Wärme ist ein Abfall-Produkt in Coburg
Autor: Simone Bastian
Coburg, Sonntag, 10. März 2019
Heizen mit Müll gilt als klimaneutral. Deshalb entdecken Investoren und Unternehmen die Fernwärme neu. Das ist jedoch nur ein Grund, der dazu beiträgt, dass das Coburger Fernwärmenetz nun erweitert wird.
650 Meter Fernwärme-Leitung haben die SÜC 2018 entlang der Glender Straße verlegt. Ziel war das Betriebsgelände von Oschmann Komfortbetten: Das Unternehmen ist sozusagen der Fernwärme-Pionier im Neuseser Gewerbegebiet. Obwohl das Müllheizkraftwerk (MHKW), wo die Fernwärme erzeugt wird, quasi um die Ecke liegt, gehört der Stadtteil Neuses bislang nicht zum Versorgungsgebiet. Das Netz entstand einst da, wo die Wärme ursprünglich erzeugt wurde, und eigentlich war sie ein Abfallprodukt.
Das alte Fernwärmenetz umfasst, grob gesagt, die Altstadt zwischen Bahnstrecke beziehungsweise Itz und Hofgarten, im Süden bis zum Klinikum. Die Fernwärme ist "ein Überbleibsel der früheren Stadtgasproduktion", so erläutert das Stefan Schneidawind, als Prokurist bei den SÜC für die Fernwärme und die Kraftwerke zuständig.
Die Städtischen Werke/Überlandwerke, wie sie damals hießen, erzeugten Gas aus Kohle. Dabei fiel Koks an, und der wurde genutzt, um mittels einer Heißluftturbine Strom zu erzeugen.

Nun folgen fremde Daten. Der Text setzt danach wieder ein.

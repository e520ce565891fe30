//! Normalized input events.
//!
//! Transports hand the router batches of [`InputEvent`]s. The same type is
//! delivered to listeners, with `Clicked` button events synthesized by the
//! router in between.

use chrono::{DateTime, Local};
use glam::{Quat, Vec3};
use serde::{Deserialize, Serialize};
use std::fmt;

use super::category::EventCategory;

/// Identifies the physical device (controller, headset, touchscreen).
#[derive(Debug, Clone, Copy, PartialEq, Eq, Hash, PartialOrd, Ord, Serialize, Deserialize)]
pub struct DeviceId(pub u32);

/// Identifies the input origin on a device (button, finger, ray).
#[derive(Debug, Clone, Copy, PartialEq, Eq, Hash, PartialOrd, Ord, Serialize, Deserialize)]
pub struct SourceId(pub u32);

/// Opaque scene entity id. Only used as a lookup key and for equality.
#[derive(Debug, Clone, Copy, PartialEq, Eq, Hash, PartialOrd, Ord, Serialize, Deserialize)]
pub struct NodeId(pub u64);

impl fmt::Display for DeviceId {
    fn fmt(&self, f: &mut fmt::Formatter<'_>) -> fmt::Result {
        write!(f, "device:{}", self.0)
    }
}

impl fmt::Display for SourceId {
    fn fmt(&self, f: &mut fmt::Formatter<'_>) -> fmt::Result {
        write!(f, "source:{}", self.0)
    }
}

impl fmt::Display for NodeId {
    fn fmt(&self, f: &mut fmt::Formatter<'_>) -> fmt::Result {
        write!(f, "node:{}", self.0)
    }
}

// Click phase, wire values 1..3
#[derive(Debug, Clone, Copy, PartialEq, Eq, Hash, Serialize, Deserialize)]
pub enum ClickPhase {
    Down,
    Up,
    /// Only ever produced by the router, never by a transport.
    Clicked,
}

impl ClickPhase {
    pub fn from_wire(value: i32) -> Option<Self> {
        match value {
            1 => Some(ClickPhase::Down),
            2 => Some(ClickPhase::Up),
            3 => Some(ClickPhase::Clicked),
            _ => None,
        }
    }

    pub fn wire(self) -> i32 {
        match self {
            ClickPhase::Down => 1,
            ClickPhase::Up => 2,
            ClickPhase::Clicked => 3,
        }
    }
}

// Tracking capability of a controller
#[derive(Debug, Clone, Copy, PartialEq, Eq, Hash, Serialize, Deserialize)]
pub enum DegreesOfFreedom {
    /// Orientation only.
    Three,
    /// Orientation and position.
    Six,
}

impl DegreesOfFreedom {
    pub fn count(self) -> u8 {
        match self {
            DegreesOfFreedom::Three => 3,
            DegreesOfFreedom::Six => 6,
        }
    }
}

#[derive(Debug, Clone, PartialEq)]
pub struct ButtonEvent {
    pub device: DeviceId,
    pub source: SourceId,
    /// Hit-test result of the ray/finger at the time of the event, `None` for background.
    pub target: Option<NodeId>,
    pub phase: ClickPhase,
    pub position: Option<Vec3>,
    pub timestamp: DateTime<Local>,
}

impl ButtonEvent {
    pub fn new(device: DeviceId, source: SourceId, target: Option<NodeId>, phase: ClickPhase) -> Self {
        Self {
            device,
            source,
            target,
            phase,
            position: None,
            timestamp: Local::now(),
        }
    }

    pub fn with_position(mut self, position: Vec3) -> Self {
        self.position = Some(position);
        self
    }

    pub fn at(mut self, timestamp: DateTime<Local>) -> Self {
        self.timestamp = timestamp;
        self
    }
}

#[derive(Debug, Clone, PartialEq)]
pub struct HoverEvent {
    pub device: DeviceId,
    pub source: SourceId,
    pub target: Option<NodeId>,
    pub is_hovering: bool,
    pub position: Option<Vec3>,
}

#[derive(Debug, Clone, PartialEq)]
pub struct ThumbStickEvent {
    pub device: DeviceId,
    pub source: SourceId,
    pub is_pressed: bool,
    pub axis: Vec3,
}

#[derive(Debug, Clone, PartialEq)]
pub struct TriggerEvent {
    pub device: DeviceId,
    pub source: SourceId,
    /// Pull weight in `[0, 1]`.
    pub weight: f32,
}

impl TriggerEvent {
    /// Builds a trigger event, clamping the weight into `[0, 1]`.
    pub fn new(device: DeviceId, source: SourceId, weight: f32) -> Self {
        Self {
            device,
            source,
            weight: weight.clamp(0.0, 1.0),
        }
    }
}

#[derive(Debug, Clone, PartialEq)]
pub struct MoveEvent {
    pub device: DeviceId,
    pub source: SourceId,
    pub position: Vec3,
    pub orientation: Quat,
}

#[derive(Debug, Clone, PartialEq)]
pub struct ControllerStatusEvent {
    pub device: DeviceId,
    pub connected: bool,
    pub degrees_of_freedom: DegreesOfFreedom,
    /// Battery charge in percent, `0..=100`.
    pub battery_percent: u8,
}

impl ControllerStatusEvent {
    pub fn new(
        device: DeviceId,
        connected: bool,
        degrees_of_freedom: DegreesOfFreedom,
        battery_percent: u8,
    ) -> Self {
        Self {
            device,
            connected,
            degrees_of_freedom,
            battery_percent: battery_percent.min(100),
        }
    }
}

#[derive(Debug, Clone, PartialEq)]
pub struct CameraTransformEvent {
    pub position: Vec3,
    /// Euler rotation in radians.
    pub rotation: Vec3,
    pub forward: Vec3,
    pub up: Vec3,
}

/// One normalized input event.
#[derive(Debug, Clone, PartialEq)]
pub enum InputEvent {
    Button(ButtonEvent),
    Hover(HoverEvent),
    ThumbStick(ThumbStickEvent),
    Trigger(TriggerEvent),
    Move(MoveEvent),
    ControllerStatus(ControllerStatusEvent),
    CameraTransform(CameraTransformEvent),
}

impl InputEvent {
    pub fn category(&self) -> EventCategory {
        match self {
            InputEvent::Button(_) => EventCategory::Click,
            InputEvent::Hover(_) => EventCategory::Hover,
            InputEvent::ThumbStick(_) => EventCategory::ThumbStick,
            InputEvent::Trigger(_) => EventCategory::Trigger,
            InputEvent::Move(_) => EventCategory::Move,
            InputEvent::ControllerStatus(_) => EventCategory::ControllerStatus,
            InputEvent::CameraTransform(_) => EventCategory::CameraTransform,
        }
    }

    pub fn device(&self) -> Option<DeviceId> {
        match self {
            InputEvent::Button(e) => Some(e.device),
            InputEvent::Hover(e) => Some(e.device),
            InputEvent::ThumbStick(e) => Some(e.device),
            InputEvent::Trigger(e) => Some(e.device),
            InputEvent::Move(e) => Some(e.device),
            InputEvent::ControllerStatus(e) => Some(e.device),
            InputEvent::CameraTransform(_) => None,
        }
    }

    pub fn as_button(&self) -> Option<&ButtonEvent> {
        match self {
            InputEvent::Button(e) => Some(e),
            _ => None,
        }
    }

    pub fn as_hover(&self) -> Option<&HoverEvent> {
        match self {
            InputEvent::Hover(e) => Some(e),
            _ => None,
        }
    }
}

impl From<ButtonEvent> for InputEvent {
    fn from(event: ButtonEvent) -> Self {
        InputEvent::Button(event)
    }
}

impl From<HoverEvent> for InputEvent {
    fn from(event: HoverEvent) -> Self {
        InputEvent::Hover(event)
    }
}

impl From<ThumbStickEvent> for InputEvent {
    fn from(event: ThumbStickEvent) -> Self {
        InputEvent::ThumbStick(event)
    }
}

impl From<TriggerEvent> for InputEvent {
    fn from(event: TriggerEvent) -> Self {
        InputEvent::Trigger(event)
    }
}

impl From<MoveEvent> for InputEvent {
    fn from(event: MoveEvent) -> Self {
        InputEvent::Move(event)
    }
}

impl From<ControllerStatusEvent> for InputEvent {
    fn from(event: ControllerStatusEvent) -> Self {
        InputEvent::ControllerStatus(event)
    }
}

impl From<CameraTransformEvent> for InputEvent {
    fn from(event: CameraTransformEvent) -> Self {
        InputEvent::CameraTransform(event)
    }
}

Die Abwärme wurde ab 1957 als Fernwärme verkauft. Die ersten Stränge führten in die Uferstraße, wo sich damals der städtische Verkehrsbetrieb befand (heute Brose), der Nordstrang führte zum Alexandrinenbad, das es inzwischen auch nicht mehr gibt. Von diesen zwei Leitungen aus entwickelte sich das Netz weiter. "Es ist jetzt 62 und hat nicht vor, in Rente zu gehen", sagt Schneidawind.
Verdichtet und erweitert
Inzwischen kommt die warme Luft aus Neuses. Die Leitung zwischen dem MHKW und dem Gelände der SÜC zwischen Bamberger- und Uferstraße wurde vor einigen Jahren neu verlegt und befindet sich jetzt unter der Lossaustraße. Vom SÜC-Gelände aus wird die Fernwärme ins Versorgungsnetz eingespeist. Die SÜC betreiben überdies ein Gas-Blockheizkraftwerk, das Bedarfsspitzen abfangen kann, sollte die vom MHKW gelieferte Wärme an sehr kalten Tagen nicht reichen.
In den vergangenen Jahren schon wurde das vorhandene Fernwärmenetz verdichtet und erweitert, berichten Heiko Baumann, für den Ausbau zuständig, und Schneidawind. Das Klinikum hängt genauso daran wie die Wohnanlage am Hofgarten (früher DSZ). Das ehemalige Milchhofgelände, wo ein Wohngebiet entsteht, wurde mit einem Anschluss versehen. Insgesamt sei das Netz allein 2018 um 2,1 Kilometer gewachsen, das sei ein Plus von zehn Prozent, sagt Schneidawind.
Doch nicht nur das Bestandsnetz wächst. Am Max-Böhme-Ring und in Cortendorf betreiben die SÜC zwei lokale Netze, die ihre Wärme nicht aus dem MHKW beziehen, sondern aus kleinen Blockheizkraftwerken. In Cortendorf zum Beispiel brauchen die Pumpen des SÜC-eigenen Wasserwerks viel Strom. Da lohnte sich 2018 der Bau eines eigenen Kraftwerks, das die benachbarten Theaterwerkstätten mit Wärme versorgen kann. In der Umgebung fanden sich weitere Kunden.
Investoren, die Wohngebäude errichten, seien durchaus an Fernwärme interessiert, sagt Johannes Schmidt, der bei den SÜC für das Thema Contracting zuständig ist. Denn Wohngebäude müssen der Energieeinsparungsverordnung entsprechen; wenn die Sanierung dem Klima dient, gibt es günstige Kredite oder Fördermittel.